IORT may be used alone, or in combination with other therapies, to treat patients with a variety of cancer types, including but not limited to: breast, cervical, colorectal, head and neck, ovarian, pancreatic, and soft tissue sarcoma.
In 2004, we also began to make TheraSphere® available as a treatment for inoperable liver cancer. Drs. Brunk and Sen spearheaded this innovative offering at CTCA. TheraSphere® may be an alternative to chemotherapy, external beam radiation and other common treatment modalities for liver cancer.
This unique treatment, which consists of millions of microscopic glass beads containing radioactive Yttrium-90, may be used to treat cancers that occur and/or metastasize to the liver (e.g., colorectal cancers that spread to the liver). The actual treatment procedure requires a radiation oncologist to inject a saline solution containing the tiny radioactive particles into the main artery of the liver through a catheter, which is inserted into the liver by an interventional radiologist using an angiographic procedure.
Before TheraSphere, which is FDA approved as a Humanitarian Device, can be recommended, patients must undergo a series of tests to see if they are candidates for this therapy.
Southwestern is one of only a handful of hospitals in the United States with two TomoTherapy® units. TomoTherapy is an advanced form of Intensity Modulated Radiation Therapy (IMRT).
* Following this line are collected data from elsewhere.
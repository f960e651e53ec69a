//! Archive of finished assessments
//!
//! Independent of the current-session record: entries are only added or
//! removed, never rewritten, and one unreadable entry never hides the rest.

use crate::error::PersistenceError;
use crate::record::{ScoreDimension, UserScore};
use chrono::{DateTime, Utc};
use serde::{Deserialize, Serialize};
use std::collections::BTreeMap;
use std::fmt;
use std::str::FromStr;
use ulid::Ulid;
use vas_pipeline::{PhaseKey, PhaseOutput, PipelineResults, PrimaryInput};

/// Archive entry key (ULID, so keys sort by creation time)
#[derive(Debug, Clone, Copy, PartialEq, Eq, PartialOrd, Ord, Hash, Serialize, Deserialize)]
pub struct ArchiveKey(pub Ulid);

impl fmt::Display for ArchiveKey {
    fn fmt(&self, f: &mut fmt::Formatter<'_>) -> fmt::Result {
        write!(f, "{}", self.0)
    }
}

impl FromStr for ArchiveKey {
    type Err = PersistenceError;

    fn from_str(s: &str) -> Result<Self, Self::Err> {
        Ulid::from_string(s.trim())
            .map(Self)
            .map_err(|_| PersistenceError::InvalidKey(s.to_string()))
    }
}

/// A finished assessment kept for later browsing
#[derive(Debug, Clone, PartialEq, Serialize, Deserialize)]
pub struct ArchivedAssessment {
    /// Input the run started from
    pub input: PrimaryInput,
    /// Description derived from the company profile
    pub description: String,
    /// Result of every phase
    pub phases: BTreeMap<PhaseKey, PhaseOutput>,
    /// Reviewer scores at archive time
    #[serde(default)]
    pub user_scores: BTreeMap<ScoreDimension, UserScore>,
    /// When the assessment was archived
    pub completed_at: DateTime<Utc>,
}

impl ArchivedAssessment {
    /// Snapshot of a completed run plus the scores entered so far
    #[must_use]
    pub fn from_results(
        results: &PipelineResults,
        user_scores: BTreeMap<ScoreDimension, UserScore>,
    ) -> Self {
        Self {
            input: results.input.clone(),
            description: results.description.clone(),
            phases: results.phases.clone(),
            user_scores,
            completed_at: Utc::now(),
        }
    }

    /// Mean of the entered scores
    #[must_use]
    pub fn average_score(&self) -> Option<f64> {
        if self.user_scores.is_empty() {
            return None;
        }
        let total: u32 = self.user_scores.values().map(|s| u32::from(s.score)).sum();
        Some(f64::from(total) / self.user_scores.len() as f64)
    }

    /// Listing row for this entry stored under `key`
    #[must_use]
    pub fn summary(&self, key: ArchiveKey) -> AssessmentSummary {
        AssessmentSummary {
            key,
            identifier: self.input.identifier(),
            advisor_name: self.input.advisor_name.clone(),
            completed_at: self.completed_at,
            phase_count: self.phases.len(),
            average_score: self.average_score(),
        }
    }
}

/// Listing row for an archived assessment
#[derive(Debug, Clone, PartialEq, Serialize)]
pub struct AssessmentSummary {
    /// Archive key, for `load_assessment`
    pub key: ArchiveKey,
    /// Company host or document name
    pub identifier: String,
    /// Reviewer, when one was named
    pub advisor_name: Option<String>,
    /// When the assessment was archived
    pub completed_at: DateTime<Utc>,
    /// Phases with a stored result
    pub phase_count: usize,
    /// Mean reviewer score, if any were entered
    pub average_score: Option<f64>,
}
Southwestern started offering IMRT treatment in 1998.
TomoTherapy® Highly Integrated Adaptive Radiotherapy (HI-ART) allows our radiation therapists to focus radiation directly on the tumor, while keeping it away from healthy, surrounding organs.
Chief Medical Physicist Dr. Amarjit Sen notes, “What distinguishes TomoTherapy from standard IMRT is that it uses IGRT—Image Guided Radiation Therapy.”
Dr. Sen explains that each TomoTherapy HI-ART System has imaging capabilities built into it. Every time a patient obtains TomoTherapy treatment, he or she first receives a MVCT (Megavoltage CT) scan from the same machine.
Minutes after the MVCT scan is taken, radiation therapists match the MVCT images with the existing, treatment planning CT images on the console computer to determine the parameters necessary for accurately positioning the patient. This allows the system to accurately align the programmed radiation treatment to the precise position of the patient. The MVCT images allow for optimal alignment, so that each time patients receive the radiation exactly where they are supposed to.
TomoTherapy may be used to treat patients with tumors located in difficult-to-treat areas, such as the lungs, head and neck. Because of its pinpoint accuracy, this radiation therapy is also helpful for the retreatment of tumors, with minimal side effects.
Communication Among Your Care Team Members
Your care team will work together to coordinate your radiation treatments alongside your other cancer treatments.
Dr. Flynn emphasizes the importance of communication among your care team members, “We meet every day to discuss, in concert, each patient that is seen. That gives us an opportunity—everyone at those conferences—to say, ‘By the way, did you think of this? Did you see that article? Might we bring this to bear on this patient’s treatment?’ That, I feel, is the very best way to treat a patient.”
Dr. Sen emphasizes that close collaboration among staff is a key to the high standard of care provided at CTCA:
"It's very much a team effort,” says Sen. "The physician looks at the clinical side—diagnosing the disease and determining what he or she wants to treat the cancer with. Physicists and dosimetrists are then involved in the planning and execution of the radiation therapy delivery."